Wer also sein eigenes „Kopfkino“ bevorzugt und so mutig ist, auf einen Fernsehapparat zu verzichten, wie Suomalee und ich, ist zumindest von dieser Seite her manipulationsresident und widersetzt sich der Volksverdummung und der von den Mächtigen angestrebten Zweiklassengesellschaft amerikanischen Stils - der kleinen Schar der Elite und der breiten Masse des unterdrückten, „geführten“ Volkes (Brot und Spiele!), die wieder in der Gesellschaftsform des Mittelalters endet. Man muss sich nur in seiner nächsten Umgebung umschauen, um das zu erkennen!

 

PS: Natürlich löste sich das Rätsel dieses Mysteriums aus profaner Sicht auch relativ schnell auf und die Wirklichkeit holte uns wieder ein. Bei diesem Kuriosum hatte es sich um ein Laubblatt einer Agave gehandelt, bei dem sich die oberen, weichen Bestandteile bereits zersetzt hatten und nur mehr die verholzten Blattrippen (als Beine, Fühler, Tentakeln usw.) übrig geblieben waren und die abgebrochene Spitze fast so aussah wie ein Maul mit heraushängender Zunge.
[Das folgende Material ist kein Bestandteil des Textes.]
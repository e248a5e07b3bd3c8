//! Index Client Adapter
//!
//! The core never talks to an index service directly. Everything it needs is
//! behind [`IndexClient`]:
//! - annotations covering a file
//! - typed edges for a signature
//! - direct call-graph callers of a signature
//! - symbol search by name
//!
//! Implementations report failures as `Error::UpstreamUnavailable`; the core
//! treats those as "no data".
//!
//! @module index

pub mod cache;
pub mod codesearch;
pub mod memory;
pub mod types;

use crate::core::error::Result;

pub use cache::ResponseCache;
pub use codesearch::CodeSearchClient;
pub use memory::MemoryIndex;
pub use types::{
    Annotation, AnnotationKind, Edge, EdgeKind, EdgeKinds, LineRange, RawCallGraphEntry,
    Signature, SourceLocation,
};

/// Query surface of a code-index service
pub trait IndexClient {
    /// All annotations for an index-relative file
    fn annotations(&self, file: &str) -> Result<Vec<Annotation>>;

    /// Edges of the requested kinds for `signature`, in index order
    fn edges(&self, signature: &Signature, kinds: EdgeKinds) -> Result<Vec<Edge>>;

    /// Direct callers of `signature`, in index order
    fn direct_callers(&self, signature: &Signature) -> Result<Vec<RawCallGraphEntry>>;

    /// Signatures whose name matches `pattern`, in index order
    fn search_symbols(&self, pattern: &str) -> Result<Vec<Signature>>;
}
//! JSON output formatter
//!
//! Machine-readable session views for editor plugins and scripting.
//!
//! @module output/json

use serde::Serialize;

use super::{caller_views, group_by_file, CallerView, FileGroup, SessionFormatter};
use crate::index::{Edge, SourceLocation};
use crate::xrefs::{Selection, XrefSession};

// =============================================================================
// VIEWS
// =============================================================================

#[derive(Serialize)]
struct CallersDocument<'s> {
    selection: &'s Selection,
    signature: &'s str,
    show_tests: bool,
    #[serde(skip_serializing_if = "Option::is_none")]
    definition: Option<&'s Edge>,
    #[serde(skip_serializing_if = "Option::is_none")]
    declaration: Option<&'s Edge>,
    callers: Vec<CallerView<'s>>,
    references: Vec<FileGroup<'s>>,
    overrides: Vec<&'s Edge>,
    overridden_by: Vec<&'s Edge>,
}

#[derive(Serialize)]
struct XrefsDocument<'s> {
    selection: &'s Selection,
    signature: &'s str,
    #[serde(skip_serializing_if = "Option::is_none")]
    definition: Option<&'s Edge>,
    #[serde(skip_serializing_if = "Option::is_none")]
    declaration: Option<&'s Edge>,
    overrides: Vec<&'s Edge>,
    overridden_by: Vec<&'s Edge>,
    references: Vec<FileGroup<'s>>,
}

#[derive(Serialize)]
struct JumpDocument<'s> {
    selection: &'s Selection,
    target: Option<&'s SourceLocation>,
}

// =============================================================================
// FORMATTER IMPLEMENTATION
// =============================================================================

/// JSON formatter for machine-readable output
pub struct JsonFormatter {
    pretty: bool,
}

impl JsonFormatter {
    /// Create a new JSON formatter with pretty printing
    pub fn new() -> Self {
        Self { pretty: true }
    }

    /// Create a compact JSON formatter (no pretty printing)
    pub fn compact() -> Self {
        Self { pretty: false }
    }

    fn to_json<T: Serialize>(&self, value: &T) -> String {
        let result = if self.pretty {
            serde_json::to_string_pretty(value)
        } else {
            serde_json::to_string(value)
        };
        result.unwrap_or_else(|e| format!(r#"{{"error": "JSON serialization failed: {}"}}"#, e))
    }
}

impl Default for JsonFormatter {
    fn default() -> Self {
        Self::new()
    }
}

impl SessionFormatter for JsonFormatter {
    fn format_callers(&self, session: &XrefSession<'_>) -> String {
        let xrefs = session.xrefs();
        self.to_json(&CallersDocument {
            selection: session.selection(),
            signature: session.signature().as_str(),
            show_tests: session.show_tests(),
            definition: xrefs.definition.as_ref(),
            declaration: xrefs.declaration.as_ref(),
            callers: caller_views(session.tree()),
            references: group_by_file(&xrefs.references, session.reference_filter()),
            overrides: xrefs.overrides.iter().collect(),
            overridden_by: xrefs.overridden_by.iter().collect(),
        })
    }

    fn format_xrefs(&self, session: &XrefSession<'_>) -> String {
        let xrefs = session.xrefs();
        self.to_json(&XrefsDocument {
            selection: session.selection(),
            signature: session.signature().as_str(),
            definition: xrefs.definition.as_ref(),
            declaration: xrefs.declaration.as_ref(),
            overrides: xrefs.overrides.iter().collect(),
            overridden_by: xrefs.overridden_by.iter().collect(),
            references: group_by_file(&xrefs.references, session.reference_filter()),
        })
    }

    fn format_jump(&self, session: &XrefSession<'_>, target: Option<&SourceLocation>) -> String {
        self.to_json(&JumpDocument {
            selection: session.selection(),
            target,
        })
    }
}

#[cfg(test)]
mod tests {
    use super::*;
    use crate::core::config::GraphConfig;
    use crate::index::{
        Annotation, AnnotationKind, EdgeKind, LineRange, MemoryIndex, RawCallGraphEntry, Signature,
    };
    use crate::xrefs::TreePath;

    const FOO: &str = "cpp:a::Foo()";

    fn fixture() -> MemoryIndex {
        let mut index = MemoryIndex::new();
        index
            .add_annotation(
                "a.cc",
                Annotation::new(
                    AnnotationKind::Link,
                    Some(Signature::from(FOO)),
                    LineRange::on_line(3, 0, 3),
                )
                .with_text("Foo"),
            )
            .add_edge(Edge::new(FOO, EdgeKind::Declaration, "a.h", 2, "void Foo();"))
            .add_caller(
                &Signature::from(FOO),
                RawCallGraphEntry {
                    identifier: "Bar".to_string(),
                    signature: Signature::from("cpp:Bar()"),
                    file_path: Some("b.cc".to_string()),
                    call_site_line: 7,
                    call_site_column: 2,
                    snippet_text: "Foo();".to_string(),
                    display_name: "Bar(int)".to_string(),
                },
            );
        index
    }

    #[test]
    fn test_format_callers_json() {
        let index = fixture();
        let mut session = XrefSession::open(
            &index,
            &GraphConfig::default(),
            Selection::new("a.cc", 3, 1, "Foo"),
        )
        .unwrap();
        session.expand(&TreePath::root(0)).unwrap();

        let output = JsonFormatter::compact().format_callers(&session);
        let value: serde_json::Value = serde_json::from_str(&output).unwrap();
        assert_eq!(value["signature"], FOO);
        assert_eq!(value["declaration"]["file"], "a.h");
        assert_eq!(value["callers"][0]["display_name"], "Bar");
        assert_eq!(value["callers"][0]["path"], "0");
        assert_eq!(value["callers"][0]["children"], serde_json::json!([]));
    }

    #[test]
    fn test_format_jump_json() {
        let index = fixture();
        let session = XrefSession::open(
            &index,
            &GraphConfig::default(),
            Selection::new("a.cc", 3, 1, "Foo"),
        )
        .unwrap();

        let target = session.jump_to_definition();
        let output = JsonFormatter::new().format_jump(&session, target.as_ref());
        let value: serde_json::Value = serde_json::from_str(&output).unwrap();
        assert_eq!(value["target"]["file"], "a.h");
        assert_eq!(value["target"]["line"], 2);
    }
}
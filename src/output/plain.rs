//! Plain text output
//!
//! Callers are drawn as an indented tree. `+` marks a collapsed node and `-`
//! an expanded one; the bracketed path is what `--expand` takes.
//!
//! @module output/plain

use std::fmt::Write;

use super::{caller_views, group_by_file, CallerView, FileGroup, SessionFormatter};
use crate::index::SourceLocation;
use crate::xrefs::XrefSession;

/// Plain text formatter (no ANSI codes)
pub struct PlainFormatter;

impl PlainFormatter {
    pub fn new() -> Self {
        Self
    }
}

impl Default for PlainFormatter {
    fn default() -> Self {
        Self::new()
    }
}

impl SessionFormatter for PlainFormatter {
    fn format_callers(&self, session: &XrefSession<'_>) -> String {
        let mut output = header(session);
        let xrefs = session.xrefs();

        let callers = caller_views(session.tree());
        output.push_str("\nCallers:\n");
        if callers.is_empty() {
            output.push_str("  (none)\n");
        }
        write_callers(&mut output, &callers, 1);

        write_edges(
            &mut output,
            "References",
            group_by_file(&xrefs.references, session.reference_filter()),
        );
        write_edges(&mut output, "Overrides", group_by_file(&xrefs.overrides, None));
        write_edges(&mut output, "Overridden by", group_by_file(&xrefs.overridden_by, None));

        output
    }

    fn format_xrefs(&self, session: &XrefSession<'_>) -> String {
        let mut output = header(session);
        let xrefs = session.xrefs();

        if xrefs.is_empty() {
            output.push_str("\nNo cross references\n");
            return output;
        }

        write_edges(&mut output, "Overrides", group_by_file(&xrefs.overrides, None));
        write_edges(&mut output, "Overridden by", group_by_file(&xrefs.overridden_by, None));
        write_edges(
            &mut output,
            "References",
            group_by_file(&xrefs.references, session.reference_filter()),
        );

        output
    }

    fn format_jump(&self, session: &XrefSession<'_>, target: Option<&SourceLocation>) -> String {
        match target {
            Some(location) => format!("{}:{}\n", location.file, location.line),
            None => format!("No definition or declaration for {}\n", session.selection().text),
        }
    }
}

fn header(session: &XrefSession<'_>) -> String {
    let mut output = String::new();
    let xrefs = session.xrefs();

    let _ = writeln!(output, "{}  ({})", session.selection().text, session.signature());
    if let Some(definition) = &xrefs.definition {
        let _ = writeln!(output, "Definition:  {}:{}", definition.file, definition.line);
    }
    if let Some(declaration) = &xrefs.declaration {
        let _ = writeln!(output, "Declaration: {}:{}", declaration.file, declaration.line);
    }
    if !session.show_tests() {
        output.push_str("Tests hidden\n");
    }

    output
}

fn write_callers(output: &mut String, callers: &[CallerView<'_>], depth: usize) {
    for caller in callers {
        let marker = if caller.children.is_some() { '-' } else { '+' };
        let _ = writeln!(
            output,
            "{}{} [{}] {}  {}:{}",
            "  ".repeat(depth),
            marker,
            caller.path,
            caller.display_name,
            caller.file,
            caller.line
        );
        if let Some(children) = &caller.children {
            write_callers(output, children, depth + 1);
        }
    }
}

fn write_edges(output: &mut String, title: &str, groups: Vec<FileGroup<'_>>) {
    if groups.is_empty() {
        return;
    }

    let _ = writeln!(output, "\n{}:", title);
    for group in groups {
        let _ = writeln!(output, "  {}", group.file);
        for edge in group.edges {
            let _ = writeln!(output, "    {:>5}: {}", edge.line, edge.snippet.trim());
        }
    }
}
Ich hatte das ausgedörrte Agavenblatt kurz zuvor ins Wasser geworfen, weil es mir beim Handtieren im Weg war und die Wellen schwemmten es wieder an den Strand, gerade als wir darangingen, unser Lager abzubrechen. Durch die schaukelnden Bewegung in den Wasserwellen hatte es tatsächlich so ausgesehen, als ob es sich um ein unbekanntes Lebewesen handelte.